24 褥瘡の発生が疑われるような発赤があるときは,その部位のマッサージは禁止する。

○褥瘡のない健常部分をマッサージすることには全く問題ありませんが褥瘡のできている部分はマッサージにより再生中の皮膚がダメージを受けますのでマッサージは控えましょう。

25 褥瘡を予防するためには,除圧,清潔,栄養(高カロリー食)、体位変換などが大切である。体位変換は約2時間おきを目安とすると有効である。

26 褥瘡がある場合は、高蛋白質、高カロリーの栄養補給が必要である。

27 褥瘡とは、体外からの圧力による皮膚の血流障害により、細胞が壊死してしまう状態をいう。

28 半座位や座位では、肩甲骨部には発生しない。

×発生する

29 発生要因には、病気や加齢による身体組織の耐久性低下がある。

30 同一部位への長時間にわたる圧力を減少させるためには、体圧分散用具を用いるとよい。
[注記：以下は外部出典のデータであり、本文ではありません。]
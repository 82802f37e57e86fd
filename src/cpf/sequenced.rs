use super::item::{CpfItem, CpfItemType};
use crate::codec::{Deserializable, ReadExt, Reader, Serializable, WriteExt, Writer};
use crate::error::{EipError, Result};

/// Data of a sequenced address item (type 0x8002) used on implicit I/O.
#[derive(Debug, Clone, Copy, Default, PartialEq, Eq)]
pub struct SequencedAddressItem {
    pub connection_id: u32,
    pub sequence_number: u32,
}

impl SequencedAddressItem {
    pub fn new(connection_id: u32, sequence_number: u32) -> Self {
        SequencedAddressItem { connection_id, sequence_number }
    }

    /// Wrap into a CPF item of type 0x8002.
    pub fn to_item(&self) -> Result<CpfItem<'static>> {
        CpfItem::new(CpfItemType::SequencedAddress, self)
    }
}

impl Serializable for SequencedAddressItem {
    fn length(&self) -> usize {
        8
    }

    fn serialize(&self, writer: &mut dyn Writer) -> Result<()> {
        writer.write(self.connection_id)?;
        writer.write(self.sequence_number)
    }
}

impl<'a> Deserializable<'a> for SequencedAddressItem {
    fn deserialize(reader: &mut dyn Reader<'a>) -> Result<Self> {
        let connection_id = reader.read()?;
        let sequence_number = reader.read()?;
        Ok(SequencedAddressItem { connection_id, sequence_number })
    }
}

/// Connected data prefixed with a 16-bit sequence count.
#[derive(Debug, Clone, Default, PartialEq, Eq)]
pub struct SequencedDataItem<T> {
    pub sequence_number: u16,
    pub value: T,
}

impl<T> SequencedDataItem<T> {
    pub fn new(sequence_number: u16, value: T) -> Self {
        SequencedDataItem { sequence_number, value }
    }
}

impl<T: Serializable> Serializable for SequencedDataItem<T> {
    fn length(&self) -> usize {
        2 + self.value.length()
    }

    fn serialize(&self, writer: &mut dyn Writer) -> Result<()> {
        writer.write(self.sequence_number)?;
        self.value.serialize(writer)
    }
}

impl<'a, T: Deserializable<'a>> Deserializable<'a> for SequencedDataItem<T> {
    fn deserialize(reader: &mut dyn Reader<'a>) -> Result<Self> {
        let sequence_number = reader.read()?;
        let value = T::deserialize(reader)?;
        Ok(SequencedDataItem { sequence_number, value })
    }

    fn deserialize_sized(reader: &mut dyn Reader<'a>, length: usize) -> Result<Self> {
        if length < 2 {
            return Err(EipError::length(format!(
                "sequenced data needs at least 2 bytes, got {}",
                length
            )));
        }
        let sequence_number = reader.read()?;
        let value = T::deserialize_sized(reader, length - 2)?;
        Ok(SequencedDataItem { sequence_number, value })
    }
}
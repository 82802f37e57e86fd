use super::path::Path;
use crate::codec::{
    BufferReader, Deserializable, Payload, ReadExt, Reader, Serializable, WriteExt, Writer,
};
use crate::error::{EipError, Result};
use std::fmt;

/// Explicit request addressed to the CIP message router.
pub struct MessageRouterRequest<'d> {
    pub service: u8,
    pub path: Path,
    pub data: Option<&'d dyn Serializable>,
}

impl<'d> MessageRouterRequest<'d> {
    pub fn new(service: u8, path: Path, data: Option<&'d dyn Serializable>) -> Self {
        MessageRouterRequest { service, path, data }
    }
}

// `data` is a trait object, so only its encoded length is shown.
impl fmt::Debug for MessageRouterRequest<'_> {
    fn fmt(&self, f: &mut fmt::Formatter<'_>) -> fmt::Result {
        f.debug_struct("MessageRouterRequest")
            .field("service", &format_args!("{:#04x}", self.service))
            .field("path", &self.path)
            .field("data_length", &self.data.map(|d| d.length()))
            .finish()
    }
}

impl Serializable for MessageRouterRequest<'_> {
    fn length(&self) -> usize {
        1 + self.path.length() + self.data.map_or(0, |d| d.length())
    }

    fn serialize(&self, writer: &mut dyn Writer) -> Result<()> {
        writer.write(self.service)?;
        self.path.serialize(writer)?;
        if let Some(data) = self.data {
            data.serialize(writer)?;
        }
        Ok(())
    }
}

impl<'a> Deserializable<'a> for MessageRouterRequest<'_> {
    fn deserialize(_reader: &mut dyn Reader<'a>) -> Result<Self> {
        Err(EipError::Unsupported("deserializing a message router request"))
    }

    fn deserialize_sized(_reader: &mut dyn Reader<'a>, _length: usize) -> Result<Self> {
        Err(EipError::Unsupported("deserializing a message router request"))
    }
}

/// Reply from the CIP message router.
///
/// Wire layout: reply service, reserved byte, general status, additional
/// status size in words, additional status, then response data up to the
/// end of the enclosing item.
#[derive(Debug, Clone, Default, PartialEq, Eq)]
pub struct MessageRouterResponse<'a> {
    pub service: u8,
    pub general_status: u8,
    pub additional_status: Option<Payload<'a>>,
    pub response_data: Option<Payload<'a>>,
}

impl<'a> MessageRouterResponse<'a> {
    pub fn is_success(&self) -> bool {
        self.general_status == 0
    }

    pub fn additional_status(&self) -> &[u8] {
        self.additional_status.as_deref().unwrap_or(&[])
    }

    pub fn data(&self) -> &[u8] {
        self.response_data.as_deref().unwrap_or(&[])
    }

    /// Decode the response data as `T`. Missing data decodes from an empty
    /// slice, which fails for anything that needs bytes.
    pub fn data_as<'s, T: Deserializable<'s>>(&'s self) -> Result<T> {
        match &self.response_data {
            Some(payload) => payload.decode(),
            None => {
                let mut reader: BufferReader<'s> = BufferReader::new(&[]);
                T::deserialize_sized(&mut reader, 0)
            }
        }
    }

    /// Turn a nonzero general status into an error.
    pub fn check_status(&self) -> Result<()> {
        if self.is_success() {
            Ok(())
        } else {
            Err(EipError::CipStatus {
                service: self.service,
                status: self.general_status,
                additional_status: self.additional_status().to_vec(),
            })
        }
    }

    pub fn into_owned(self) -> MessageRouterResponse<'static> {
        MessageRouterResponse {
            service: self.service,
            general_status: self.general_status,
            additional_status: self.additional_status.map(Payload::into_owned),
            response_data: self.response_data.map(Payload::into_owned),
        }
    }
}

impl Serializable for MessageRouterResponse<'_> {
    fn length(&self) -> usize {
        4 + self.additional_status().len() + self.data().len()
    }

    fn serialize(&self, writer: &mut dyn Writer) -> Result<()> {
        let additional = self.additional_status();
        if additional.len() % 2 != 0 || additional.len() / 2 > usize::from(u8::MAX) {
            return Err(EipError::length(format!(
                "additional status of {} bytes is not encodable in words",
                additional.len()
            )));
        }
        writer.write(self.service)?;
        writer.write(0u8)?;
        writer.write(self.general_status)?;
        writer.write((additional.len() / 2) as u8)?;
        writer.write_bytes(additional)?;
        writer.write_bytes(self.data())
    }
}

impl<'a> Deserializable<'a> for MessageRouterResponse<'a> {
    /// The reply does not delimit its response data, so the enclosing
    /// length is required.
    fn deserialize(_reader: &mut dyn Reader<'a>) -> Result<Self> {
        Err(EipError::Unsupported("deserializing a message router response without a length"))
    }

    fn deserialize_sized(reader: &mut dyn Reader<'a>, length: usize) -> Result<Self> {
        if length < 4 {
            return Err(EipError::length(format!(
                "message router response needs at least 4 bytes, got {}",
                length
            )));
        }
        let service = reader.read::<u8>()?;
        reader.skip(1)?;
        let general_status = reader.read::<u8>()?;
        let additional_words = reader.read::<u8>()?;
        let additional_len = usize::from(additional_words) * 2;
        if 4 + additional_len > length {
            return Err(EipError::length(format!(
                "additional status of {} bytes exceeds response length {}",
                additional_len, length
            )));
        }
        let additional_status = match additional_len {
            0 => None,
            n => Some(reader.read_buffer(n)?),
        };
        let response_data = match length - 4 - additional_len {
            0 => None,
            n => Some(reader.read_buffer(n)?),
        };
        Ok(MessageRouterResponse {
            service,
            general_status,
            additional_status,
            response_data,
        })
    }
}
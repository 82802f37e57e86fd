use crate::codec::{Deserializable, ReadExt, Reader, Serializable, WriteExt, Writer};
use crate::error::Result;

/// Encapsulation protocol version spoken by this client.
pub const EIP_PROTOCOL_VERSION: u16 = 1;

/// RegisterSession request and reply payload.
#[derive(Debug, Clone, Copy, PartialEq, Eq)]
pub struct RegisterSessionData {
    pub protocol_version: u16,
    pub options: u16,
}

impl RegisterSessionData {
    pub fn new(protocol_version: u16, options: u16) -> Self {
        RegisterSessionData { protocol_version, options }
    }
}

impl Default for RegisterSessionData {
    fn default() -> Self {
        RegisterSessionData { protocol_version: EIP_PROTOCOL_VERSION, options: 0 }
    }
}

impl Serializable for RegisterSessionData {
    fn length(&self) -> usize {
        4
    }

    fn serialize(&self, writer: &mut dyn Writer) -> Result<()> {
        writer.write(self.protocol_version)?;
        writer.write(self.options)
    }
}

impl<'a> Deserializable<'a> for RegisterSessionData {
    fn deserialize(reader: &mut dyn Reader<'a>) -> Result<Self> {
        let protocol_version = reader.read()?;
        let options = reader.read()?;
        Ok(RegisterSessionData { protocol_version, options })
    }
}
use super::traits::Socket;
use std::collections::VecDeque;
use std::io::{Error, ErrorKind, Result};
use std::sync::{Arc, Mutex, MutexGuard};

#[derive(Debug, Default)]
struct MockState {
    open: Option<(String, u16)>,
    open_count: usize,
    close_count: usize,
    sent: Vec<Vec<u8>>,
    replies: VecDeque<Vec<u8>>,
}

/// Scripted socket for tests.
///
/// Replies queued with [`MockSocket::push_reply`] are handed out one per
/// `receive`; every `send` is recorded. Clones share state, so a test can
/// keep a clone after moving the socket into a session.
#[derive(Debug, Clone, Default)]
pub struct MockSocket {
    state: Arc<Mutex<MockState>>,
}

impl MockSocket {
    pub fn new() -> Self {
        Self::default()
    }

    fn state(&self) -> MutexGuard<'_, MockState> {
        // a panicking test thread must not hide the recorded frames
        self.state.lock().unwrap_or_else(|poisoned| poisoned.into_inner())
    }

    pub fn push_reply(&self, reply: impl Into<Vec<u8>>) {
        self.state().replies.push_back(reply.into());
    }

    pub fn sent(&self) -> Vec<Vec<u8>> {
        self.state().sent.clone()
    }

    pub fn take_sent(&self) -> Vec<Vec<u8>> {
        std::mem::take(&mut self.state().sent)
    }

    pub fn pending_replies(&self) -> usize {
        self.state().replies.len()
    }

    pub fn is_open(&self) -> bool {
        self.state().open.is_some()
    }

    /// Host and port of the last `open`, while open.
    pub fn peer(&self) -> Option<(String, u16)> {
        self.state().open.clone()
    }

    pub fn open_count(&self) -> usize {
        self.state().open_count
    }

    pub fn close_count(&self) -> usize {
        self.state().close_count
    }
}

impl Socket for MockSocket {
    fn open(&mut self, hostname: &str, port: u16) -> Result<()> {
        let mut state = self.state();
        state.open = Some((hostname.to_string(), port));
        state.open_count += 1;
        Ok(())
    }

    fn close(&mut self) -> Result<()> {
        let mut state = self.state();
        state.open = None;
        state.close_count += 1;
        Ok(())
    }

    fn send(&mut self, data: &[u8]) -> Result<usize> {
        self.state().sent.push(data.to_vec());
        Ok(data.len())
    }

    fn receive(&mut self, buffer: &mut [u8]) -> Result<usize> {
        let reply = self
            .state()
            .replies
            .pop_front()
            .ok_or_else(|| Error::new(ErrorKind::TimedOut, "no scripted reply left"))?;
        if reply.len() > buffer.len() {
            return Err(Error::new(
                ErrorKind::InvalidInput,
                "scripted reply exceeds receive buffer",
            ));
        }
        buffer[..reply.len()].copy_from_slice(&reply);
        Ok(reply.len())
    }
}
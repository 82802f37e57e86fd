//! Byte-exact layouts of complete frames, built and parsed through the
//! public API only.

use enip_session::cip::{
    ForwardCloseSuccess, ForwardOpenSuccess, MessageRouterRequest, MessageRouterResponse, Path,
    services,
};
use enip_session::codec::{
    BufferReader, BufferWriter, Deserializable, Payload, StreamReader, StreamWriter, to_bytes,
};
use enip_session::cpf::{CpfItem, CpfItemType, CpfPacket, SequencedAddressItem, SequencedDataItem};
use enip_session::encap::{
    EncapCommand, EncapHeader, EncapPacket, IdentityItemData, RegisterSessionData, RrDataRequest,
    RrDataResponse,
};
use enip_session::{Connection, ConnectionInfo, Serializable};
use std::io::Cursor;

#[test]
fn test_get_attribute_frame() {
    let rr = RrDataRequest::new(MessageRouterRequest::new(
        services::GET_ATTRIBUTE_SINGLE,
        Path::attribute(0x01, 0x01, 0x01),
        None,
    ));
    let packet = EncapPacket::with_payload(EncapCommand::SendRrData, 0x0000_0042, &rr).unwrap();
    let bytes = to_bytes(&packet).unwrap();

    #[rustfmt::skip]
    let expected = vec![
        // encapsulation header
        0x6F, 0x00, 0x18, 0x00,
        0x42, 0x00, 0x00, 0x00,
        0x00, 0x00, 0x00, 0x00,
        0x00, 0x00, 0x00, 0x00, 0x00, 0x00, 0x00, 0x00,
        0x00, 0x00, 0x00, 0x00,
        // interface handle, timeout
        0x00, 0x00, 0x00, 0x00, 0x00, 0x00,
        // CPF: two items, null address, unconnected message
        0x02, 0x00,
        0x00, 0x00, 0x00, 0x00,
        0xB2, 0x00, 0x08, 0x00,
        // message router request
        0x0E, 0x03, 0x20, 0x01, 0x24, 0x01, 0x30, 0x01,
    ];
    assert_eq!(bytes, expected);
}

#[test]
fn test_register_session_frame() {
    let data = RegisterSessionData::default();
    let packet = EncapPacket::with_payload(EncapCommand::RegisterSession, 0, &data).unwrap();
    let bytes = to_bytes(&packet).unwrap();
    assert_eq!(bytes.len(), 28);
    assert_eq!(&bytes[0..2], &[0x65, 0x00]);
    assert_eq!(&bytes[2..4], &[0x04, 0x00]);
    assert_eq!(&bytes[4..8], &[0x00; 4]);
    assert_eq!(&bytes[24..28], &[0x01, 0x00, 0x00, 0x00]);
}

#[test]
fn test_cpf_count_semantics() {
    assert_eq!(to_bytes(&CpfPacket::new()).unwrap(), vec![0x00, 0x00]);

    let packet = CpfPacket::with_items(vec![
        CpfItem::null(),
        CpfItem::from_payload(CpfItemType::from(0x55AA), Payload::from(vec![9, 8, 7, 6])),
    ]);
    assert_eq!(
        to_bytes(&packet).unwrap(),
        vec![0x02, 0x00, 0x00, 0x00, 0x00, 0x00, 0xAA, 0x55, 0x04, 0x00, 9, 8, 7, 6]
    );
}

#[test]
fn test_forward_close_pads_after_size() {
    let conn = Connection::new(
        ConnectionInfo::new(0x70, 16, 5_000),
        ConnectionInfo::new(0x71, 16, 5_000),
    );
    let close = to_bytes(&conn.create_forward_close_request()).unwrap();
    let open = to_bytes(&conn.create_forward_open_request()).unwrap();

    let segments = [0x20, 0x04, 0x24, 0x01, 0x2C, 0x70, 0x2C, 0x71];
    assert_eq!(&close[10..12], &[0x04, 0x00]);
    assert_eq!(&close[12..], &segments);
    assert_eq!(open[39], 0x04);
    assert_eq!(&open[40..], &segments);
}

#[test]
fn test_reply_parsed_from_stream() {
    let reply = vec![
        0x6F, 0x00, 0x16, 0x00, 0x42, 0x00, 0x00, 0x00, 0x00, 0x00, 0x00, 0x00,
        0x00, 0x00, 0x00, 0x00, 0x00, 0x00, 0x00, 0x00, 0x00, 0x00, 0x00, 0x00,
        0x00, 0x00, 0x00, 0x00, 0x00, 0x00,
        0x02, 0x00, 0x00, 0x00, 0x00, 0x00, 0xB2, 0x00, 0x06, 0x00,
        0x8E, 0x00, 0x00, 0x00, 0x34, 0x12,
    ];

    let mut reader = StreamReader::new(Cursor::new(reply.clone()));
    let packet = EncapPacket::deserialize_sized(&mut reader, reply.len()).unwrap();
    assert!(!packet.payload().unwrap().is_borrowed());
    let rr: RrDataResponse = packet.payload_as().unwrap();
    assert_eq!(rr.response.data_as::<u16>().unwrap(), 0x1234);

    // the same bytes come back out through a stream writer
    let mut out = Vec::new();
    packet.serialize(&mut StreamWriter::new(&mut out)).unwrap();
    assert_eq!(out, reply);

    let from_slice =
        EncapPacket::deserialize_sized(&mut BufferReader::new(&reply), reply.len()).unwrap();
    assert_eq!(from_slice.into_owned(), packet.into_owned());
}

#[test]
fn test_short_buffer_rejected_for_every_entity() {
    let value: u16 = 0x0102;
    let conn = Connection::new(
        ConnectionInfo::new(0x70, 16, 5_000),
        ConnectionInfo::new(0x71, 16, 5_000),
    );
    let mut padded = Path::with_pad_after_length();
    padded.add_logical_class(0x04).add_logical_instance(0x01);
    let mr_request = MessageRouterRequest::new(
        services::SET_ATTRIBUTE_SINGLE,
        Path::attribute(0x01, 0x01, 0x07),
        Some(&value as &dyn Serializable),
    );
    let mr_response = MessageRouterResponse {
        service: 0x8E,
        general_status: 0x05,
        additional_status: Some(Payload::from(vec![0xAA, 0xBB])),
        response_data: Some(Payload::from(vec![0x99])),
    };
    let rr_request = RrDataRequest::new(MessageRouterRequest::new(
        services::GET_ATTRIBUTE_SINGLE,
        Path::attribute(0x01, 0x01, 0x01),
        None,
    ));
    let packet = EncapPacket::with_payload(EncapCommand::SendRrData, 0x42, &value).unwrap();
    let cpf = CpfPacket::with_items(vec![
        CpfItem::null(),
        CpfItem::from_payload(CpfItemType::UnconnectedMessage, Payload::from(vec![1, 2, 3])),
    ]);
    let open_reply = ForwardOpenSuccess {
        o_to_t_connection_id: 1,
        t_to_o_connection_id: 2,
        response_data: Some(Payload::from(vec![0xDE, 0xAD])),
        ..Default::default()
    };
    let close_reply = ForwardCloseSuccess {
        connection_sn: 7,
        originator_vendor_id: 0x1234,
        originator_sn: 99,
        response_data: None,
    };
    let identity = IdentityItemData {
        product_name: b"Adapter".to_vec(),
        ..Default::default()
    };
    let header = EncapHeader::new(EncapCommand::ListIdentity, 1);
    let path = Path::attribute(0x01, 0x01, 0x07);
    let open_request = conn.create_forward_open_request();
    let close_request = conn.create_forward_close_request();
    let address = SequencedAddressItem::new(0xAAAA_0001, 1);
    let io_data = SequencedDataItem::new(1, 0u32);
    let register = RegisterSessionData::default();

    let cases: &[(&str, &dyn Serializable)] = &[
        ("encap header", &header),
        ("encap packet", &packet),
        ("cpf item", &cpf.items[1]),
        ("cpf packet", &cpf),
        ("path", &path),
        ("padded path", &padded),
        ("message router request", &mr_request),
        ("message router response", &mr_response),
        ("rr data request", &rr_request),
        ("forward open request", &open_request),
        ("forward open success", &open_reply),
        ("forward close request", &close_request),
        ("forward close success", &close_reply),
        ("sequenced address item", &address),
        ("sequenced data item", &io_data),
        ("register session", &register),
        ("identity", &identity),
    ];

    for &(name, entity) in cases {
        let mut buf = vec![0u8; entity.length() - 1];
        let err = entity.serialize(&mut BufferWriter::new(&mut buf)).unwrap_err();
        assert!(err.is_framing(), "{}: unexpected error {:?}", name, err);
    }
}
31 指定介護老人福祉施設において、褥瘡マネジメント加算は算定できない。

×褥瘡マネジメント加算とは、特別養護老人ホーム(特養)と介護老人保健施設(老健)のご利用者様に対して国の指標に基づいた評価を行い、褥瘡のリスクを計画的に管理することで算定される加算です。 2018年(平成30年度)の介護報酬改定から導入されました。

32 廃用症候群は、身体の一部だけでなく心肺機能低下など全身状態にも影響する。

33 低栄養は、褥瘡の発生要因の一つである。

〇褥瘡が見られる場合には、高蛋白・高カロリー・高ビタミンの食事摂取を心がける必要がある。

34 高齢者は排泄物による皮膚の湿潤が加わることで、褥瘡が生じやすくなる。

35 褥瘡ができた直後から約12か月の時期を急性期と呼ぶ。